Invalidity of the Administrative Contract, Compared to the Civil Contract A Comparative Jurisprudential Study

Associate Prof. Dr. Mohmmad Husien Almajali ,Assist. Prof. Dr. Mohammad Basheer Arabyat
Keywords: Nullity, Administrative contract, civil contract. ,

Abstract

Administrative law is one of the branches of public law. It is concerned with a set of rules that govern and control the administration in many respects. Various departments carry out their activities and systems through the administrative decisions issued by them, which are binding on different individuals in order to achieve their goals and ambitions. Departments also resort to another means to achieve their goals through cooperation with another party or another team within the so-called administrative contracts. An administrative contract is an agreement that includes the administration being one of the parties or both parties of the contract with the aim of organizing a public utility. The administration uses the privileges provided by the public authority.
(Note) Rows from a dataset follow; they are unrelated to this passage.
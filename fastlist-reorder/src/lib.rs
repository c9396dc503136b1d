//! Drag-to-reorder for the `fastlist` crate.
//!
//! [`Reorder`] is a [`fastlist::Extension`]: install it with `list.plugin(Reorder::new())`. It
//! reacts to pointer presses on drag handles while the list is in edit mode, moves items through
//! their transient offsets (`MountedItem::tweak`) while the gesture runs, and commits the new
//! order through the data source once every displaced item settled.
//!
//! The swap computation is exposed separately ([`compute_changes`]) for hosts that want to draw
//! a drop indicator or test their own gestures against it.
#![cfg_attr(not(feature = "std"), no_std)]
#![forbid(unsafe_code)]

extern crate alloc;

#[cfg(test)]
extern crate std;

#[macro_use]
mod macros;

mod reorder;
mod swap;


pub use reorder::{Reorder, ReorderState};
pub use swap::{Candidate, SwapSet, compute_changes};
Contentment, location, reason, and formality are the most important pillars of the administrative contract. It is not right to neglect one of them. Fulfilling the formalities on contracting, submitting bids, designating the entity on which the bid is awarded, and concluding the contract are the most important procedures that are followed in order to conclude the administrative contract. The criterion of administration as a party of the contract, the criterion of the contract's connection with the public utility, and the criterion of exceptional conditions are the most prominent criteria that distinguish administrative contracts from other contracts. The present study reveals the most important cases of invalidity of the administrative contract compared to the civil contract. The present study is divided into three sections and a conclusion containing the results and recommendations of the present study.